HyperCLIP: Adapting Vision-Language models with Hypernetworks

TL;DR

HyperCLIP addresses the deployment bottleneck of large vision–language models by using a hypernetwork to dynamically adapt a small image encoder conditioned on text inputs, enabling end-to-end pretraining and efficient zero-shot classification. The approach keeps the text encoder and a compact image encoder while the hypernetwork outputs a task-specific set of normalization parameters, yielding consistent improvements over SigLIP with minimal throughput overhead. Key contributions include a Transformer-based hypernetwork design, selective parameter adaptation of normalization layers, and extensive cross-architecture evaluation showing gains on ImageNet and CIFAR benchmarks as well as robustness to distribution shifts and fairness tasks. This work enables practical edge deployment of vision–language models without explicit distillation or specialized hardware, advancing scalable, deployment-friendly VLMs.

Abstract

Self-supervised vision-language models trained with contrastive objectives form the basis of current state-of-the-art methods in AI vision tasks. The success of these models is a direct consequence of the huge web-scale datasets used to train them, but they require correspondingly large vision components to properly learn powerful and general representations from such a broad data domain. This poses a challenge for deploying large vision-language models, especially in resource-constrained environments. To address this, we propose an alternate vision-language architecture, called HyperCLIP, that uses a small image encoder along with a hypernetwork that dynamically adapts image encoder weights to each new set of text inputs. All three components of the model (hypernetwork, image encoder, and text encoder) are pre-trained jointly end-to-end, and with a trained HyperCLIP model, we can generate new zero-shot deployment-friendly image classifiers for any task with a single forward pass through the text encoder and hypernetwork.
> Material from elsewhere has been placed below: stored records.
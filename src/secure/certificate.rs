//! The certificate and key this host presents, loaded from PEM files or
//! generated on first start.

use super::fingerprint::Fingerprint;
use crate::error::Error;
use rustls::pki_types::{CertificateDer, PrivateKeyDer, PrivatePkcs8KeyDer};
use rustls_pemfile::{certs, private_key};
use std::fs::File;
use std::io::BufReader;
use std::path::Path;
use tracing::{info, instrument};

/// Subject names put into generated certificates. Peers never check them.
const GENERATED_SUBJECT_NAMES: [&str; 2] = ["kvmlink", "localhost"];

/// The certificate chain and key this host presents to peers.
#[derive(Debug)]
pub struct LocalIdentity {
    pub(crate) cert_chain: Vec<CertificateDer<'static>>,
    pub(crate) key: PrivateKeyDer<'static>,
}

impl LocalIdentity {
    /// Builds an identity from DER parts.
    pub fn new(
        cert_chain: Vec<CertificateDer<'static>>,
        key: PrivateKeyDer<'static>,
    ) -> Result<Self, Error> {
        if cert_chain.is_empty() {
            return Err(Error::TlsInvalidCertificate(
                "No certificates found in file".to_string(),
            ));
        }
        Ok(Self { cert_chain, key })
    }

    /// Loads a PEM certificate chain and private key.
    pub fn load(cert_path: &Path, key_path: &Path) -> Result<Self, Error> {
        let cert_file = File::open(cert_path).map_err(|e| Error::TlsCertificateLoad {
            path: cert_path.display().to_string(),
            source: e,
        })?;
        let cert_chain: Vec<CertificateDer<'static>> = certs(&mut BufReader::new(cert_file))
            .collect::<Result<Vec<_>, _>>()
            .map_err(|e| {
                Error::TlsInvalidCertificate(format!("Failed to parse certificates: {e}"))
            })?;

        let key_file = File::open(key_path).map_err(|e| Error::TlsKeyLoad {
            path: key_path.display().to_string(),
            source: e,
        })?;
        let key = private_key(&mut BufReader::new(key_file))
            .map_err(|e| Error::TlsInvalidKey(format!("Failed to parse private key: {e}")))?
            .ok_or_else(|| Error::TlsInvalidKey("No private key found in file".to_string()))?;

        Self::new(cert_chain, key)
    }

    /// Generates a fresh self-signed identity in memory.
    pub fn generate() -> Result<Self, Error> {
        Ok(Self::generate_pem()?.0)
    }

    fn generate_pem() -> Result<(Self, String, String), Error> {
        let names: Vec<String> = GENERATED_SUBJECT_NAMES.iter().map(|s| s.to_string()).collect();
        let certified = rcgen::generate_simple_self_signed(names)
            .map_err(|e| Error::TlsCertificateGenerate(e.to_string()))?;

        let cert_pem = certified.cert.pem();
        let key_pem = certified.key_pair.serialize_pem();
        let cert = certified.cert.der().clone();
        let key = PrivateKeyDer::Pkcs8(PrivatePkcs8KeyDer::from(
            certified.key_pair.serialize_der(),
        ));

        Ok((Self::new(vec![cert], key)?, cert_pem, key_pem))
    }

    /// Loads the identity at the given paths, generating and saving a
    /// self-signed one first if neither file exists and `generate` is set.
    #[instrument(skip_all, fields(cert = %cert_path.display()))]
    pub fn load_or_generate(cert_path: &Path, key_path: &Path, generate: bool) -> Result<Self, Error> {
        if !generate || cert_path.exists() || key_path.exists() {
            return Self::load(cert_path, key_path);
        }

        let (identity, cert_pem, key_pem) = Self::generate_pem()?;
        write_pem(cert_path, &cert_pem, false).map_err(|e| Error::TlsCertificateLoad {
            path: cert_path.display().to_string(),
            source: e,
        })?;
        write_pem(key_path, &key_pem, true).map_err(|e| Error::TlsKeyLoad {
            path: key_path.display().to_string(),
            source: e,
        })?;

        info!(fingerprint = %identity.fingerprint(), "Generated self-signed certificate");
        Ok(identity)
    }

    /// Fingerprint of the end-entity certificate, as peers will see it.
    pub fn fingerprint(&self) -> Fingerprint {
        Fingerprint::of_certificate(&self.cert_chain[0])
    }

    pub fn cert_chain(&self) -> &[CertificateDer<'static>] {
        &self.cert_chain
    }
}

fn write_pem(path: &Path, pem: &str, private: bool) -> std::io::Result<()> {
    if let Some(dir) = path.parent().filter(|dir| !dir.as_os_str().is_empty()) {
        std::fs::create_dir_all(dir)?;
    }
    std::fs::write(path, pem)?;
    if private {
        restrict_to_owner(path)?;
    }
    Ok(())
}

#[cfg(unix)]
fn restrict_to_owner(path: &Path) -> std::io::Result<()> {
    use std::os::unix::fs::PermissionsExt;
    std::fs::set_permissions(path, std::fs::Permissions::from_mode(0o600))
}

#[cfg(not(unix))]
fn restrict_to_owner(_path: &Path) -> std::io::Result<()> {
    Ok(())
}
HyperCLIP increases the zero-shot accuracy of SigLIP trained models with small image encoders by up to 3% on ImageNet and 5% on CIFAR-100 with minimal training throughput overhead.

Figures (5)

• Figure 1: (Left) The traditional CLIP architecture with SigLIP loss. (Right) the HyperCLIP variant. Overview of HyperCLIP. We use an hypernetwork to generate the weights of a smaller vision model within the SigLIP contrastive pre-training framework. The entire setup is trained end-end. HyperCLIP increases the zero-shot accuracy of SigLIP models with small image encoders by up to 3% on ImageNet and 5% on CIFAR-100 with minimal training throughput overhead.
• Figure 2: (Left) Overview of the hypernetwork. We process the text embedding using a transformer and directly output the normalization scale and bias parameters.
• Figure 3: (Left) Impact of Normalization finetuning: HyperCLIP improves by 1.83% over SigLIP on CIFAR-100, with a 3.34% gap between SigLIP-Probing and SigLIP-Upper Bound.
• Figure 4: Performance delta when the transformer in HyperCLIP is removed on family of EfficientNet models. Top-1 zero-shot accuracy on classification, top-1 mean recall for retrieval tasks, and worst-group top-1 zero-shot accuracy for fairness tasks.
• Figure 5: Evolution of parameter norms (left) and update norms (right) over 100 epochs for models trained with CLIP loss, SigLip loss, and SigLip loss with a hypernetwork. The CLIP model shows a steady decline in norms, while the SigLip models demonstrate varying behaviors, with the hypernetwork variant achieving stable updates.